**What you are asked to do**
Only lines containing the word "Relaxed" belong in the answer; copy each one from the records.

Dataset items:
=====

//! LRU Tracker Module
//!
//! Implements Least Recently Used ordering for cache eviction.

use std::collections::VecDeque;

// == LRU Tracker ==
/// Tracks access order for LRU eviction.
///
/// Keys are stored in a VecDeque where:
/// - Front = Least recently used
/// - Back = Most recently used
#[derive(Debug, Default)]
pub struct LruTracker {
    order: VecDeque<String>,
}

impl LruTracker {
    pub fn new() -> Self {
        Self {
            order: VecDeque::new(),
        }
    }

    // == Touch ==
    /// Marks a key as most recently used, inserting it if new.
    pub fn touch(&mut self, key: &str) {
        self.remove(key);
        self.order.push_back(key.to_string());
    }

    // == Remove ==
    pub fn remove(&mut self, key: &str) {
        if let Some(pos) = self.order.iter().position(|k| k == key) {
            self.order.remove(pos);
        }
    }

    // == Evict Oldest ==
    /// Returns and removes the least recently used key.
    pub fn evict_oldest(&mut self) -> Option<String> {
        self.order.pop_front()
    }

    /// Iterates keys from least to most recently used.
    pub fn iter(&self) -> impl Iterator<Item = &String> {
        self.order.iter()
    }

    pub fn clear(&mut self) {
        self.order.clear();
    }
}
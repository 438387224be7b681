//! Cache Manager Module
//!
//! The layered local + remote cache that every strategy and the HTTP
//! middleware build on.

mod layered;

pub use layered::{CacheManager, ManagerStats};
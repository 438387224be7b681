//! Multi-tier cascade
//!
//! An ordered list of tiers, fastest first. Reads walk the list and copy a
//! hit into every faster tier; writes and invalidations go to all tiers
//! concurrently.

use std::sync::atomic::{AtomicU64, Ordering};
use std::sync::Arc;
use std::time::Duration;

use async_trait::async_trait;
use futures::future::join_all;
use serde::Serialize;
use serde_json::Value;
use tracing::debug;

use super::CacheStrategy;
use crate::error::{CacheError, Result};
use crate::tier::CacheTier;

/// One level of the cascade.
#[derive(Clone)]
pub struct Tier {
    pub name: String,
    pub cache: Arc<dyn CacheTier>,
    /// TTL used when this tier is written; the tier's own default when unset.
    pub ttl: Option<Duration>,
}

impl Tier {
    pub fn new(name: impl Into<String>, cache: Arc<dyn CacheTier>) -> Self {
        Self {
            name: name.into(),
            cache,
            ttl: None,
        }
    }

    pub fn with_ttl(mut self, ttl: Duration) -> Self {
        self.ttl = Some(ttl);
        self
    }
}

/// Hits served by one tier.
#[derive(Debug, Clone, PartialEq, Serialize)]
pub struct TierStats {
    pub name: String,
    pub hits: u64,
}

pub struct MultiTierCache {
    tiers: Vec<Tier>,
    hits: Vec<AtomicU64>,
    misses: AtomicU64,
}

impl MultiTierCache {
    pub fn new(tiers: Vec<Tier>) -> Result<Self> {
        if tiers.is_empty() {
            return Err(CacheError::Configuration(
                "MultiTierCache requires at least one tier".to_string(),
            ));
        }

        let hits = tiers.iter().map(|_| AtomicU64::new(0)).collect();
        Ok(Self {
            tiers,
            hits,
            misses: AtomicU64::new(0),
        })
    }

    pub fn tier_stats(&self) -> Vec<TierStats> {
        self.tiers
            .iter()
            .zip(&self.hits)
            .map(|(tier, hits)| TierStats {
                name: tier.name.clone(),
                hits: hits.load(Ordering::Relaxed),
            })
            .collect()
    }

    /// Reads that missed every tier.
    pub fn misses(&self) -> u64 {
        self.misses.load(Ordering::Relaxed)
    }
}

#[async_trait]
impl CacheStrategy for MultiTierCache {
    async fn get(&self, key: &str) -> Result<Option<Value>> {
        for (level, tier) in self.tiers.iter().enumerate() {
            let Some(value) = tier.cache.get(key).await else {
                continue;
            };

            self.hits[level].fetch_add(1, Ordering::Relaxed);
            if level > 0 {
                debug!("'{}' found in tier '{}', promoting", key, tier.name);
                join_all(
                    self.tiers[..level]
                        .iter()
                        .map(|faster| faster.cache.set(key, value.clone(), faster.ttl)),
                )
                .await;
            }
            return Ok(Some(value));
        }

        self.misses.fetch_add(1, Ordering::Relaxed);
        Ok(None)
    }

    /// An explicit TTL overrides every tier's own.
    async fn set(&self, key: &str, value: Value, ttl: Option<Duration>) -> Result<()> {
        join_all(
            self.tiers
                .iter()
                .map(|tier| tier.cache.set(key, value.clone(), ttl.or(tier.ttl))),
        )
        .await;
        Ok(())
    }

    async fn invalidate(&self, patterns: &[String]) {
        join_all(self.tiers.iter().map(|tier| tier.cache.invalidate(patterns))).await;
    }
}

#[cfg(test)]
mod tests {
    use super::*;
    use crate::cache::BoundedCache;
    use serde_json::json;

    fn levels() -> (Vec<Arc<BoundedCache<Value>>>, MultiTierCache) {
        let caches: Vec<Arc<BoundedCache<Value>>> = (0..3)
            .map(|_| Arc::new(BoundedCache::new(1024 * 1024, Duration::from_secs(60))))
            .collect();
        let tiers = caches
            .iter()
            .enumerate()
            .map(|(i, cache)| Tier::new(format!("L{}", i + 1), cache.clone() as Arc<dyn CacheTier>))
            .collect();
        (caches, MultiTierCache::new(tiers).unwrap())
    }

    #[test]
    fn test_requires_a_tier() {
        assert!(matches!(
            MultiTierCache::new(Vec::new()),
            Err(CacheError::Configuration(_))
        ));
    }

    #[tokio::test]
    async fn test_hit_promotes_to_faster_tiers_only() {
        let (caches, cascade) = levels();
        caches[1].set("k", json!("v"), None);

        assert_eq!(cascade.get("k").await.unwrap(), Some(json!("v")));
        assert!(caches[0].has("k"));
        assert!(!caches[2].has("k"));

        assert_eq!(cascade.get("k").await.unwrap(), Some(json!("v")));
        let hits: Vec<u64> = cascade.tier_stats().iter().map(|s| s.hits).collect();
        assert_eq!(hits, vec![1, 1, 0]);
    }

    #[tokio::test]
    async fn test_miss_everywhere() {
        let (_, cascade) = levels();
        assert_eq!(cascade.get("absent").await.unwrap(), None);
        assert_eq!(cascade.misses(), 1);
    }

    #[tokio::test]
    async fn test_set_and_invalidate_reach_all_tiers() {
        let (caches, cascade) = levels();

        cascade.set("user:1", json!(1), None).await.unwrap();
        cascade.set("post:1", json!(2), None).await.unwrap();
        assert!(caches.iter().all(|c| c.has("user:1")));

        cascade.invalidate(&["user:*".to_string()]).await;
        assert!(caches.iter().all(|c| !c.has("user:1")));
        assert!(caches.iter().all(|c| c.has("post:1")));
    }

    #[tokio::test(start_paused = true)]
    async fn test_per_tier_ttl() {
        let fast: Arc<BoundedCache<Value>> =
            Arc::new(BoundedCache::new(1024, Duration::from_secs(60)));
        let slow: Arc<BoundedCache<Value>> =
            Arc::new(BoundedCache::new(1024, Duration::from_secs(60)));
        let cascade = MultiTierCache::new(vec![
            Tier::new("fast", fast.clone() as Arc<dyn CacheTier>).with_ttl(Duration::from_secs(1)),
            Tier::new("slow", slow.clone() as Arc<dyn CacheTier>),
        ])
        .unwrap();

        cascade.set("k", json!("v"), None).await.unwrap();
        tokio::time::advance(Duration::from_secs(2)).await;

        assert!(!fast.has("k"));
        assert!(slow.has("k"));
        assert_eq!(cascade.get("k").await.unwrap(), Some(json!("v")));
        assert!(fast.has("k"));
    }
}
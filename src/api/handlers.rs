//! API Handlers
//!
//! HTTP request handlers for each cache admin endpoint.

use std::sync::Arc;

use axum::{
    extract::{Path, State},
    Json,
};
use serde_json::{json, Value};

use crate::config::Config;
use crate::error::{CacheError, Result};
use crate::manager::CacheManager;
use crate::middleware::{HttpCache, HttpCacheConfig};
use crate::models::{
    validate_key, DeleteResponse, GetResponse, HealthResponse, InvalidateRequest,
    InvalidateResponse, SetRequest, SetResponse, StatsResponse,
};

/// Application state shared across all handlers.
///
/// The manager synchronizes internally, so handlers share it through a plain `Arc`.
#[derive(Clone)]
pub struct AppState {
    pub cache: Arc<CacheManager>,
    /// Response cache for the routes mounted behind the HTTP cache middleware
    pub http_cache: HttpCache,
}

impl AppState {
    pub fn new(cache: CacheManager) -> Self {
        Self::with_http_cache(cache, HttpCacheConfig::default())
    }

    pub fn with_http_cache(cache: CacheManager, config: HttpCacheConfig) -> Self {
        let cache = Arc::new(cache);
        Self {
            http_cache: HttpCache::new(cache.clone(), config),
            cache,
        }
    }

    /// Builds the layered cache described by the configuration.
    pub fn from_config(config: &Config) -> Self {
        Self::new(CacheManager::from_config(&config.cache))
    }
}

fn check_key(key: &str) -> Result<()> {
    match validate_key(key) {
        Some(message) => Err(CacheError::InvalidRequest(message)),
        None => Ok(()),
    }
}

/// Handler for PUT /cache
///
/// Stores any JSON value under a key with an optional TTL.
pub async fn set_handler(
    State(state): State<AppState>,
    Json(req): Json<SetRequest>,
) -> Result<Json<SetResponse>> {
    if let Some(error_msg) = req.validate() {
        return Err(CacheError::InvalidRequest(error_msg));
    }

    let ttl = req.ttl();
    state.cache.set(&req.key, req.value, ttl).await;

    Ok(Json(SetResponse::new(req.key)))
}

/// Handler for GET /cache/:key
pub async fn get_handler(
    State(state): State<AppState>,
    Path(key): Path<String>,
) -> Result<Json<GetResponse>> {
    check_key(&key)?;

    match state.cache.get(&key).await {
        Some(value) => Ok(Json(GetResponse::new(key, value))),
        None => Err(CacheError::NotFound(key)),
    }
}

/// Handler for DELETE /cache/:key
pub async fn delete_handler(
    State(state): State<AppState>,
    Path(key): Path<String>,
) -> Result<Json<DeleteResponse>> {
    check_key(&key)?;

    if state.cache.delete(&key).await {
        Ok(Json(DeleteResponse::new(key)))
    } else {
        Err(CacheError::NotFound(key))
    }
}

/// Handler for POST /cache/invalidate
///
/// Removes every key matching any of the glob patterns from all layers.
pub async fn invalidate_handler(
    State(state): State<AppState>,
    Json(req): Json<InvalidateRequest>,
) -> Result<Json<InvalidateResponse>> {
    if let Some(error_msg) = req.validate() {
        return Err(CacheError::InvalidRequest(error_msg));
    }

    state.cache.invalidate(&req.patterns).await;

    Ok(Json(InvalidateResponse::new(req.patterns)))
}

/// Handler for GET /stats
pub async fn stats_handler(State(state): State<AppState>) -> Json<StatsResponse> {
    Json(state.cache.stats().await.into())
}

/// Handler for GET /health
pub async fn health_handler(State(state): State<AppState>) -> Json<HealthResponse> {
    let remote_connected = match state.cache.remote_store() {
        Some(store) => Some(store.is_connected().await),
        None => None,
    };
    Json(HealthResponse::healthy(remote_connected))
}

/// Handler for GET /demo/time
///
/// A deliberately uncached-looking payload, served behind the HTTP cache.
pub async fn demo_time_handler() -> Json<Value> {
    Json(json!({
        "time": chrono::Utc::now().to_rfc3339(),
    }))
}
//! TTL Prune Task
//!
//! Background task that periodically removes expired entries from a local cache.

use std::sync::Arc;
use std::time::Duration;

use tokio::task::JoinHandle;
use tracing::{debug, info};

use crate::cache::{BoundedCache, EstimateSize};

/// Spawns a background task that periodically prunes expired cache entries.
///
/// Access-triggered expiry already hides stale entries; this sweep only
/// releases their memory early.
///
/// # Returns
/// A JoinHandle for the spawned task, which should be aborted on shutdown.
///
/// # Example
/// ```ignore
/// let cache = Arc::new(BoundedCache::<serde_json::Value>::new(1024, Duration::from_secs(60)));
/// let prune_handle = spawn_prune_task(cache.clone(), Duration::from_secs(30));
/// // Later, during shutdown:
/// prune_handle.abort();
/// ```
pub fn spawn_prune_task<V>(cache: Arc<BoundedCache<V>>, interval: Duration) -> JoinHandle<()>
where
    V: EstimateSize + Clone + Send + 'static,
{
    tokio::spawn(async move {
        info!("Starting TTL prune task with interval of {:?}", interval);

        loop {
            tokio::time::sleep(interval).await;

            let removed = cache.prune();
            if removed > 0 {
                info!("TTL prune: removed {} expired entries", removed);
            } else {
                debug!("TTL prune: no expired entries found");
            }
        }
    })
}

=====

**Output for this task**
                hits: hits.load(Ordering::Relaxed),
        self.misses.load(Ordering::Relaxed)
            self.hits[level].fetch_add(1, Ordering::Relaxed);
        self.misses.fetch_add(1, Ordering::Relaxed);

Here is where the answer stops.